**GOAL OF THE EXERCISE**
Within the material below, locate the line with "single bare value." and the line with "use tracing::debug;", then return those two lines and all lines between them, exactly as written.

**DATA SHOWN**
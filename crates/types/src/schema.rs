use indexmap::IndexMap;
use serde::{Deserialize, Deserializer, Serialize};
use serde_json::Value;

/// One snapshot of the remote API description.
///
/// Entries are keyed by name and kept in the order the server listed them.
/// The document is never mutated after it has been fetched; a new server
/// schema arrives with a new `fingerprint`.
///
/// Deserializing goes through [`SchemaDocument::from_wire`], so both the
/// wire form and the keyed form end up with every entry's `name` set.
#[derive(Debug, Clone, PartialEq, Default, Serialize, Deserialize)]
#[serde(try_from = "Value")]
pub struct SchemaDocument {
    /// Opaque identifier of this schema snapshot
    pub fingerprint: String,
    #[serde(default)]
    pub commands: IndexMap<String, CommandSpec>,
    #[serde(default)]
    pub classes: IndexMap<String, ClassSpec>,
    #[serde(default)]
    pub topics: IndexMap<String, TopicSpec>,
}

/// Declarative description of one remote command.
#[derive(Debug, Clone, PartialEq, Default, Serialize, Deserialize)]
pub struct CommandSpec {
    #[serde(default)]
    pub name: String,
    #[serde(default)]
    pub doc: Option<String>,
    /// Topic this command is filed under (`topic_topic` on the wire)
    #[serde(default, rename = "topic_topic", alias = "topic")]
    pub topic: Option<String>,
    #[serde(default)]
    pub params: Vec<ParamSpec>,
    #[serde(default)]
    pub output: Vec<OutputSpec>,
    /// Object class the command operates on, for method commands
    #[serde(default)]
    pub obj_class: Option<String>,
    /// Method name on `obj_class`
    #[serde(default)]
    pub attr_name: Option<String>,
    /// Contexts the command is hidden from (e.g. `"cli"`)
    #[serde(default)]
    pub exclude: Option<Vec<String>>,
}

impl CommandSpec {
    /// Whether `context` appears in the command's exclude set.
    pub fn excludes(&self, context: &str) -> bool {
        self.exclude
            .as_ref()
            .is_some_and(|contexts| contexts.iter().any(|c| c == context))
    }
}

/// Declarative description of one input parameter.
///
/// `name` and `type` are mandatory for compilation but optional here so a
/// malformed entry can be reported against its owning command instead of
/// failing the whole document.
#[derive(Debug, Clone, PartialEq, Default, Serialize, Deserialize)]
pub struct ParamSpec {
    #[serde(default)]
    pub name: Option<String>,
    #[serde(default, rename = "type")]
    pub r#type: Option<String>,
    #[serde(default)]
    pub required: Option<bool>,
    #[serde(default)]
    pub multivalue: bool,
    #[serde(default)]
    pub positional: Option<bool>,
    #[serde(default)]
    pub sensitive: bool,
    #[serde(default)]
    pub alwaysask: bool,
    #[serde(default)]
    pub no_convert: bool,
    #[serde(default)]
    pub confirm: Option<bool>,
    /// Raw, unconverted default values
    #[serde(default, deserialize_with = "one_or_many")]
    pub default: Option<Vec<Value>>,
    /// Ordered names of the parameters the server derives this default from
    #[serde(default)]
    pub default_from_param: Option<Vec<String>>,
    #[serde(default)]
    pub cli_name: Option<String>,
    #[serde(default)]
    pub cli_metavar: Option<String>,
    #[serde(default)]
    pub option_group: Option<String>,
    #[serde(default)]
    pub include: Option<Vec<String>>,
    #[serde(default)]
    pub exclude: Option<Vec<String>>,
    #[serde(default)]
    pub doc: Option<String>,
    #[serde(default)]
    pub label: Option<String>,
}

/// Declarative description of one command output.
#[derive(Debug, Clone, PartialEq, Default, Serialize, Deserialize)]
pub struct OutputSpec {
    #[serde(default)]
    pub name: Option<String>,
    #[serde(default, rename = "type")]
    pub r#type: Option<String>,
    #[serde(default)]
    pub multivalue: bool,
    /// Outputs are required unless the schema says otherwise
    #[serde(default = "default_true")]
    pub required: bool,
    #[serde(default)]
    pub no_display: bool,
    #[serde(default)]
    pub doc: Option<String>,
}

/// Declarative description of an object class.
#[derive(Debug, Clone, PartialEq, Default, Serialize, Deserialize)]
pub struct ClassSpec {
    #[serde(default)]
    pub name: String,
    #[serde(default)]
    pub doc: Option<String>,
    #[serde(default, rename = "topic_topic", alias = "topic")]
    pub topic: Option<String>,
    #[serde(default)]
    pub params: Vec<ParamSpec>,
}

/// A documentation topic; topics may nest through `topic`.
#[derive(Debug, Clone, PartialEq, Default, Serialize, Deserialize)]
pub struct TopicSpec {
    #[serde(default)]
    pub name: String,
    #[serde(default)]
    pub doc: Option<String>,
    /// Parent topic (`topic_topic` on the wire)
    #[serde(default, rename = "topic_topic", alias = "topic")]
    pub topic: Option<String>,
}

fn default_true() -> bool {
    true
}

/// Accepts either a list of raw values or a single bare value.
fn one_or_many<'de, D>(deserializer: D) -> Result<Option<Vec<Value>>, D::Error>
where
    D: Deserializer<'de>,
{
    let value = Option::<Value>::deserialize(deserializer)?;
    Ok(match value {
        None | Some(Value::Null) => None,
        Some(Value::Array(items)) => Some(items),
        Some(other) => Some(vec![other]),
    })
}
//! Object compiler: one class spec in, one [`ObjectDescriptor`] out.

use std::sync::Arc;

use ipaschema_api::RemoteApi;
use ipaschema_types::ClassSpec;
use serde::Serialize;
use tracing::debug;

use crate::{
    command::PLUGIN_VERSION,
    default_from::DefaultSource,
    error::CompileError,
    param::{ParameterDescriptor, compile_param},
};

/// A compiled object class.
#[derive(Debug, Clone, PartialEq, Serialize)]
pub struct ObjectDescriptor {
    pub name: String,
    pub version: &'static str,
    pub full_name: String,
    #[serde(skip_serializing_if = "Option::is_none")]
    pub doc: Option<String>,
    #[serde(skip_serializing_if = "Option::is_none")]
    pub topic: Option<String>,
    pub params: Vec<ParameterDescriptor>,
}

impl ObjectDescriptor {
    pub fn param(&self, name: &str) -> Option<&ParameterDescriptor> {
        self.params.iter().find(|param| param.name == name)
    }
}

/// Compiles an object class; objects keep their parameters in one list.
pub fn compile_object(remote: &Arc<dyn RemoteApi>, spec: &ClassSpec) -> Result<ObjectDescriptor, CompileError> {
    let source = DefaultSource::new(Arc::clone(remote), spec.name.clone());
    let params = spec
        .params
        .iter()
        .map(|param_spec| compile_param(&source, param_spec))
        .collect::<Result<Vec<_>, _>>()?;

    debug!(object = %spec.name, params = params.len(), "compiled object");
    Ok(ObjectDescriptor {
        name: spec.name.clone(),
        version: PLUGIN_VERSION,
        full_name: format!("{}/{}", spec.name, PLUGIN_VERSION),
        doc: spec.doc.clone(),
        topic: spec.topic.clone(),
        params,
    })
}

...

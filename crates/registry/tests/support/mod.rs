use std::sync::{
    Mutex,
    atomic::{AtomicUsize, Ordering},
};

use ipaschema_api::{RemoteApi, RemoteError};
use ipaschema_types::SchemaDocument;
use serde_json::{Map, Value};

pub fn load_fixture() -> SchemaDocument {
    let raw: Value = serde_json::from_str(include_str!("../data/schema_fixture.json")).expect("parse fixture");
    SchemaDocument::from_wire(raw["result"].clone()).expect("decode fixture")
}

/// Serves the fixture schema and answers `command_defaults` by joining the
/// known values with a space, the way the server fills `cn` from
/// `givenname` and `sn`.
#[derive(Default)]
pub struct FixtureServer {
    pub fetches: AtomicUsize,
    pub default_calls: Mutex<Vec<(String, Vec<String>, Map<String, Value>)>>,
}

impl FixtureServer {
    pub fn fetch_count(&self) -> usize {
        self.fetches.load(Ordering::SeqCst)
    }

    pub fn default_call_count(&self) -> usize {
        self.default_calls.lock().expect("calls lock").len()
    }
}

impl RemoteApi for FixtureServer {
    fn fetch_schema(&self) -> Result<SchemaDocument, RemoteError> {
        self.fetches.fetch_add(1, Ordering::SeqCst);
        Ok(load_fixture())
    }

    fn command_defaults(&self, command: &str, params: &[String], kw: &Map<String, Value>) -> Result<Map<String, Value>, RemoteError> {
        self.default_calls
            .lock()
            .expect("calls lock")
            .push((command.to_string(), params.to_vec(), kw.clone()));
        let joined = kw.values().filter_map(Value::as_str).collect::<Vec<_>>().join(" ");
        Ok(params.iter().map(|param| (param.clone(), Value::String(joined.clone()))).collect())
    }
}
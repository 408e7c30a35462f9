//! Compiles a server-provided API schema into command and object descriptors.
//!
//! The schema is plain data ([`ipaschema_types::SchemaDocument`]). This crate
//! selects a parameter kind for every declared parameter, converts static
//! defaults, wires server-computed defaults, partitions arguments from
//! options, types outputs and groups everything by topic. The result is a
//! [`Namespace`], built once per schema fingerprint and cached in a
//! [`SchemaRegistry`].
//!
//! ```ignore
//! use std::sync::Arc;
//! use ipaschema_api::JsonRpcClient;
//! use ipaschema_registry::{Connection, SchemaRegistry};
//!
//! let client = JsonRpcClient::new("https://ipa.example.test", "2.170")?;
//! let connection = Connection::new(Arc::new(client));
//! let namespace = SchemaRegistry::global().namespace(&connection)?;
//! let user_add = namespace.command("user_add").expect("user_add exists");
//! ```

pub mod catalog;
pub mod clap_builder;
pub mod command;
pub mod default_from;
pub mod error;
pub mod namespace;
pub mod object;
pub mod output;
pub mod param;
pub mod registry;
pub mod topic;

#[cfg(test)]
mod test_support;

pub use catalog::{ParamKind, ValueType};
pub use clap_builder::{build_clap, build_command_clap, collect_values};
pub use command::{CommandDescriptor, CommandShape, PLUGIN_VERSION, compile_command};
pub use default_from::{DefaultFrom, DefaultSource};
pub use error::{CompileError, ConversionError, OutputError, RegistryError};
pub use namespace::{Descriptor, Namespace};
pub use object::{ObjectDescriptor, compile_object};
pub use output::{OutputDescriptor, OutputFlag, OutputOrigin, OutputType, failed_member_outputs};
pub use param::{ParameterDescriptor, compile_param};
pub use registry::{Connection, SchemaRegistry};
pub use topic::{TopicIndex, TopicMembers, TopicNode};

**EXERCISE RESULT**
/// Accepts either a list of raw values or a single bare value.
fn one_or_many<'de, D>(deserializer: D) -> Result<Option<Vec<Value>>, D::Error>
where
    D: Deserializer<'de>,
{
    let value = Option::<Value>::deserialize(deserializer)?;
    Ok(match value {
        None | Some(Value::Null) => None,
        Some(Value::Array(items)) => Some(items),
        Some(other) => Some(vec![other]),
    })
}
//! Object compiler: one class spec in, one [`ObjectDescriptor`] out.

use std::sync::Arc;

use ipaschema_api::RemoteApi;
use ipaschema_types::ClassSpec;
use serde::Serialize;
use tracing::debug;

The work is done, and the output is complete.